BEGIN
use crate::api::{cancellable, BackendClient, Payment, UserInfo};
use crate::event::Repaint;
use std::sync::{Arc, PoisonError, RwLock};
use tokio_util::sync::CancellationToken;

pub const NO_PAYMENT_RECORDS: &str = "No payment records found";

#[derive(Debug, Clone, Default, PartialEq)]
pub struct UserState {
    pub user_info: Option<UserInfo>,
    pub conversation_count: Option<u64>,
    pub payments: Vec<Payment>,
    pub loading: bool,
    pub status: String,
}

/// Cached profile and billing history of the signed-in user.
///
/// `loading` is one flag shared by both loaders; with both in flight it
/// reflects whichever finished last.
#[derive(Clone, Default)]
pub struct UserStore {
    state: Arc<RwLock<UserState>>,
    repaint: Repaint,
}

impl UserStore {
    pub fn new(repaint: Repaint) -> Self {
        Self {
            state: Arc::default(),
            repaint,
        }
    }

    fn mutate(&self, apply: impl FnOnce(&mut UserState)) {
        {
            let mut state = self.state.write().unwrap_or_else(PoisonError::into_inner);
            apply(&mut state);
        }
        self.repaint.request();
    }

    pub fn snapshot(&self) -> UserState {
        self.state
            .read()
            .unwrap_or_else(PoisonError::into_inner)
            .clone()
    }

    pub fn user_info(&self) -> Option<UserInfo> {
        self.state
            .read()
            .unwrap_or_else(PoisonError::into_inner)
            .user_info
            .clone()
    }

    pub fn has_payments(&self) -> bool {
        !self
            .state
            .read()
            .unwrap_or_else(PoisonError::into_inner)
            .payments
            .is_empty()
    }

    pub fn set_user_info(&self, user_info: Option<UserInfo>) {
        self.mutate(|state| state.user_info = user_info);
    }

    /// Returns true when a fresh profile replaced the cached one.
    pub async fn load_user_info(
        &self,
        client: &BackendClient,
        sub: &str,
        token: &CancellationToken,
    ) -> bool {
        self.mutate(|state| state.loading = true);
        let loaded = match cancellable(token, client.user_info(sub)).await {
            Ok(response) => {
                self.mutate(|state| {
                    state.user_info = Some(response.user);
                    state.conversation_count = response.conversation_count;
                });
                true
            }
            Err(err) if err.is_cancelled() => {
                tracing::debug!("user info fetch aborted");
                false
            }
            Err(err) => {
                tracing::error!("error fetching user data: {err}");
                self.mutate(|state| state.status = format!("Error: {err}"));
                false
            }
        };
        self.mutate(|state| state.loading = false);
        loaded
    }

    pub async fn load_payment_records(
        &self,
        client: &BackendClient,
        sub: &str,
        token: &CancellationToken,
    ) {
        self.mutate(|state| state.loading = true);
        match cancellable(token, client.payment_records(sub)).await {
            Ok(payments) => self.mutate(|state| {
                state.status = if payments.is_empty() {
                    NO_PAYMENT_RECORDS.to_string()
                } else {
                    String::new()
                };
                state.payments = payments;
            }),
            Err(err) if err.is_cancelled() => {
                tracing::debug!("payment records fetch aborted");
            }
            Err(err) => {
                tracing::error!("error fetching payment records: {err}");
                self.mutate(|state| state.status = format!("Error: {err}"));
            }
        }
        self.mutate(|state| state.loading = false);
    }

    /// Optimistic flip after the backend accepted a cancellation.
    pub fn mark_subscription_cancelled(&self) {
        self.mutate(|state| {
            if let Some(info) = state.user_info.as_mut() {
                info.pro_member = false;
            }
        });
    }

    pub fn clear(&self) {
        self.mutate(|state| *state = UserState::default());
    }
}

#[cfg(test)]
mod tests {
    use super::{UserState, UserStore, NO_PAYMENT_RECORDS};
    use crate::api::{BackendClient, UserInfo};
    use serde_json::json;
    use std::time::Duration;
    use tokio_util::sync::CancellationToken;
    use wiremock::matchers::{header, method, path};
    use wiremock::{Mock, MockServer, ResponseTemplate};

    fn client(server: &MockServer) -> BackendClient {
        BackendClient::new(server.uri(), Duration::from_secs(5)).expect("client should build")
    }

    fn user_json(token: Option<i64>, pro: bool) -> serde_json::Value {
        json!({
            "user": {
                "user_id": 1,
                "user_name": "Ada",
                "email": "ada@example.com",
                "token": token,
                "pro_member": pro
            },
            "conversationCount": 4
        })
    }

    #[tokio::test]
    async fn user_info_success_replaces_profile() {
        let server = MockServer::start().await;
        Mock::given(method("GET"))
            .and(path("/get-user-info"))
            .and(header("X-Google-Sub", "42"))
            .respond_with(ResponseTemplate::new(200).set_body_json(user_json(Some(9), true)))
            .mount(&server)
            .await;

        let store = UserStore::default();
        store
            .load_user_info(&client(&server), "42", &CancellationToken::new())
            .await;

        let state = store.snapshot();
        assert_eq!(state.user_info.as_ref().and_then(|u| u.token), Some(9));
        assert_eq!(state.conversation_count, Some(4));
        assert!(!state.loading);
        assert!(state.status.is_empty());
    }

    #[tokio::test]
    async fn user_info_failure_sets_status_and_clears_loading() {
        let server = MockServer::start().await;
        Mock::given(method("GET"))
            .and(path("/get-user-info"))
            .respond_with(ResponseTemplate::new(503).set_body_string("busy"))
            .mount(&server)
            .await;

        let store = UserStore::default();
        store
            .load_user_info(&client(&server), "42", &CancellationToken::new())
            .await;

        let state = store.snapshot();
        assert!(state.user_info.is_none());
        assert_eq!(state.status, "Error: Server error: 503 - busy");
        assert!(!state.loading);
    }

    #[tokio::test]
    async fn first_load_to_settle_clears_the_shared_loading_flag() {
        let server = MockServer::start().await;
        Mock::given(method("GET"))
            .and(path("/get-payment-records"))
            .respond_with(
                ResponseTemplate::new(200)
                    .set_body_json(json!({ "payments": [] }))
                    .set_delay(Duration::from_millis(500)),
            )
            .mount(&server)
            .await;
        Mock::given(method("GET"))
            .and(path("/get-user-info"))
            .respond_with(ResponseTemplate::new(200).set_body_json(user_json(Some(2), false)))
            .mount(&server)
            .await;

        let store = UserStore::default();
        let slow = {
            let (store, client) = (store.clone(), client(&server));
            tokio::spawn(async move {
                store
                    .load_payment_records(&client, "42", &CancellationToken::new())
                    .await;
            })
        };
        tokio::task::yield_now().await;

        assert!(
            store
                .load_user_info(&client(&server), "42", &CancellationToken::new())
                .await
        );
        let state = store.snapshot();
        assert!(!state.loading);
        assert!(state.status.is_empty());

        slow.await.expect("payment load task");
        let state = store.snapshot();
        assert!(!state.loading);
        assert_eq!(state.status, NO_PAYMENT_RECORDS);
    }

    #[tokio::test]
    async fn cancelled_loads_leave_status_alone() {
        let server = MockServer::start().await;
        Mock::given(method("GET"))
            .respond_with(ResponseTemplate::new(200).set_delay(Duration::from_secs(5)))
            .mount(&server)
            .await;

        let store = UserStore::default();
        store.mutate(|state| state.status = "before".to_string());
        let token = CancellationToken::new();
        token.cancel();

        store.load_user_info(&client(&server), "42", &token).await;
        store.load_payment_records(&client(&server), "42", &token).await;

        let state = store.snapshot();
        assert_eq!(state.status, "before");
        assert!(!state.loading);
        assert!(state.user_info.is_none());
    }

    #[tokio::test]
    async fn empty_payment_list_reports_no_records() {
        let server = MockServer::start().await;
        Mock::given(method("GET"))
            .and(path("/get-payment-records"))
            .respond_with(ResponseTemplate::new(200).set_body_json(json!({ "payments": [] })))
            .mount(&server)
            .await;

        let store = UserStore::default();
        store
            .load_payment_records(&client(&server), "42", &CancellationToken::new())
            .await;

        let state = store.snapshot();
        assert_eq!(state.status, NO_PAYMENT_RECORDS);
        assert!(state.payments.is_empty());
        assert!(!state.loading);
    }

    #[tokio::test]
    async fn payments_replace_list_and_clear_status() {
        let server = MockServer::start().await;
        Mock::given(method("GET"))
            .and(path("/get-payment-records"))
            .respond_with(ResponseTemplate::new(200).set_body_json(json!({
                "payments": [{
                    "payment_id": 1,
                    "timestamp": "2024-03-01T10:00:00Z",
                    "price": 19.99,
                    "order_id": "ord_9",
                    "plan": "Intermediate"
                }]
            })))
            .mount(&server)
            .await;

        let store = UserStore::default();
        store.mutate(|state| state.status = "stale".to_string());
        store
            .load_payment_records(&client(&server), "42", &CancellationToken::new())
            .await;

        let state = store.snapshot();
        assert_eq!(state.payments.len(), 1);
        assert!(state.status.is_empty());
        assert!(store.has_payments());
    }

    #[tokio::test]
    async fn payment_failure_sets_error_status() {
        let server = MockServer::start().await;
        Mock::given(method("GET"))
            .and(path("/get-payment-records"))
            .respond_with(ResponseTemplate::new(401).set_body_string("unknown user"))
            .mount(&server)
            .await;

        let store = UserStore::default();
        store
            .load_payment_records(&client(&server), "", &CancellationToken::new())
            .await;

        let state = store.snapshot();
        assert_eq!(state.status, "Error: Server error: 401 - unknown user");
        assert!(!state.loading);
    }

    #[test]
    fn cancel_flip_only_touches_membership() {
        let store = UserStore::default();
        store.mutate(|state| {
            state.user_info = Some(UserInfo {
                user_id: 1,
                user_name: "Ada".to_string(),
                email: "ada@example.com".to_string(),
                token: Some(3),
                pro_member: true,
            })
        });

        store.mark_subscription_cancelled();
        let info = store.user_info().expect("profile should remain");
        assert!(!info.pro_member);
        assert_eq!(info.token, Some(3));
    }

    #[test]
    fn clear_resets_everything() {
        let store = UserStore::default();
        store.mutate(|state| state.status = "Error: x".to_string());
        store.mutate(|state| state.loading = true);
        store.clear();
        assert_eq!(store.snapshot(), UserState::default());
    }
}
END
Verbatim output is expected for the lines from the start of the data to the line in which "pub fn has_payments(&self)" appears, both included.

_Task result:_
use crate::api::{cancellable, BackendClient, Payment, UserInfo};
use crate::event::Repaint;
use std::sync::{Arc, PoisonError, RwLock};
use tokio_util::sync::CancellationToken;

pub const NO_PAYMENT_RECORDS: &str = "No payment records found";

#[derive(Debug, Clone, Default, PartialEq)]
pub struct UserState {
    pub user_info: Option<UserInfo>,
    pub conversation_count: Option<u64>,
    pub payments: Vec<Payment>,
    pub loading: bool,
    pub status: String,
}

/// Cached profile and billing history of the signed-in user.
///
/// `loading` is one flag shared by both loaders; with both in flight it
/// reflects whichever finished last.
#[derive(Clone, Default)]
pub struct UserStore {
    state: Arc<RwLock<UserState>>,
    repaint: Repaint,
}

impl UserStore {
    pub fn new(repaint: Repaint) -> Self {
        Self {
            state: Arc::default(),
            repaint,
        }
    }

    fn mutate(&self, apply: impl FnOnce(&mut UserState)) {
        {
            let mut state = self.state.write().unwrap_or_else(PoisonError::into_inner);
            apply(&mut state);
        }
        self.repaint.request();
    }

    pub fn snapshot(&self) -> UserState {
        self.state
            .read()
            .unwrap_or_else(PoisonError::into_inner)
            .clone()
    }

    pub fn user_info(&self) -> Option<UserInfo> {
        self.state
            .read()
            .unwrap_or_else(PoisonError::into_inner)
            .user_info
            .clone()
    }

    pub fn has_payments(&self) -> bool {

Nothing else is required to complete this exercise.